Required work:
Where in the records does the word "left" occur? Copy each line in which it does.

........

fn delete_table_name(delete: &ast::Delete) -> Result<String, SqlError> {
    let tables_with_joins = match &delete.from {
        FromTable::WithFromKeyword(t) | FromTable::WithoutKeyword(t) => t,
    };
    if let Some(first) = tables_with_joins.first() {
        table_factor_name(&first.relation)
    } else {
        Err(SqlError::Parse("DELETE without table".into()))
    }
}

fn table_factor_name(tf: &TableFactor) -> Result<String, SqlError> {
    match tf {
        TableFactor::Table { name, .. } => {
            object_name_last(name).ok_or_else(|| SqlError::Parse("empty table name".into()))
        }
        _ => Err(SqlError::Parse("complex table expression".into())),
    }
}

fn extract_insert_values(insert: &ast::Insert) -> Result<Vec<Expr>, SqlError> {
    let body = insert
        .source
        .as_ref()
        .ok_or(SqlError::Parse("no VALUES".into()))?;
    match body.body.as_ref() {
        SetExpr::Values(values) => match values.rows.as_slice() {
            [] => Err(SqlError::Parse("empty VALUES".into())),
            [row] => Ok(row.clone()),
            _ => Err(SqlError::Unsupported("multi-row INSERT".into())),
        },
        _ => Err(SqlError::Parse("expected VALUES".into())),
    }
}

fn extract_where_id(selection: &Option<Expr>) -> Result<Ulid, SqlError> {
    let sel = selection.as_ref().ok_or(SqlError::MissingFilter("id"))?;
    match sel {
        Expr::BinaryOp {
            left,
            op: ast::BinaryOperator::Eq,
            right,
        } => {
            if expr_column_name(left).as_deref() == Some("id") {
                parse_ulid(right)
            } else {
                Err(SqlError::MissingFilter("id"))
            }
        }
        _ => Err(SqlError::MissingFilter("id")),
    }
}

fn expr_column_name(expr: &Expr) -> Option<String> {
    match expr {
        Expr::Identifier(ident) => Some(ident.value.to_lowercase()),
        Expr::CompoundIdentifier(parts) => parts.last().map(|i| i.value.to_lowercase()),
        _ => None,
    }
}

fn extract_value(expr: &Expr) -> Option<&Value> {
    match expr {
        Expr::Value(ValueWithSpan { value, .. }) => Some(value),
        _ => None,
    }
}

fn parse_text(expr: &Expr) -> Result<&str, SqlError> {
    match extract_value(expr) {
        Some(Value::SingleQuotedString(s)) => Ok(s.as_str()),
        Some(value) => Err(SqlError::Parse(format!("expected string, got {value:?}"))),
        None => Err(SqlError::Parse(format!("expected value, got {expr:?}"))),
    }
}

fn parse_text_or_null(expr: &Expr) -> Result<Option<String>, SqlError> {
    match extract_value(expr) {
        Some(Value::Null) => Ok(None),
        _ => parse_text(expr).map(|s| Some(s.to_string())),
    }
}

fn parse_ulid(expr: &Expr) -> Result<Ulid, SqlError> {
    let s = parse_text(expr)?;
    Ulid::from_string(s).map_err(|e| SqlError::Parse(format!("bad ULID: {e}")))
}

fn parse_date(expr: &Expr) -> Result<NaiveDate, SqlError> {
    let s = parse_text(expr)?;
    NaiveDate::parse_from_str(s, "%Y-%m-%d").map_err(|e| SqlError::Parse(format!("bad date {s:?}: {e}")))
}

fn parse_status(expr: &Expr) -> Result<ReservationStatus, SqlError> {
    parse_text(expr)?.parse().map_err(SqlError::Parse)
}

fn parse_i64_expr(expr: &Expr) -> Result<i64, SqlError> {
    if let Some(value) = extract_value(expr) {
        match value {
            Value::Number(s, _) => s
                .parse()
                .map_err(|e| SqlError::Parse(format!("bad i64: {e}"))),
            Value::SingleQuotedString(s) => s
                .parse()
                .map_err(|e| SqlError::Parse(format!("bad i64: {e}"))),
            _ => Err(SqlError::Parse(format!("expected number, got {value:?}"))),
        }
    } else if let Expr::UnaryOp {
        op: ast::UnaryOperator::Minus,
        expr,
    } = expr
    {
        Ok(-parse_i64_expr(expr)?)
    } else {
        Err(SqlError::Parse(format!("expected value, got {expr:?}")))
    }
}

fn parse_u32(expr: &Expr) -> Result<u32, SqlError> {
    let v = parse_i64_expr(expr)?;
    u32::try_from(v).map_err(|_| SqlError::Parse(format!("{v} out of u32 range")))
}

// ── Errors ────────────────────────────────────────────────────

#[derive(Debug, Error)]
pub enum SqlError {
    #[error("parse error: {0}")]
    Parse(String),
    #[error("empty query")]
    Empty,
    #[error("unsupported: {0}")]
    Unsupported(String),
    #[error("unknown table: {0}")]
    UnknownTable(String),
    #[error("{0}: unknown column {1}")]
    UnknownColumn(&'static str, String),
    #[error("{0}: expected at most {1} values, got {2}")]
    WrongArity(&'static str, usize, usize),
    #[error("{0}: missing column {1}")]
    MissingColumn(&'static str, &'static str),
    #[error("missing filter: {0}")]
    MissingFilter(&'static str),
}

........

Answer section:
            left,
            if expr_column_name(left).as_deref() == Some("id") {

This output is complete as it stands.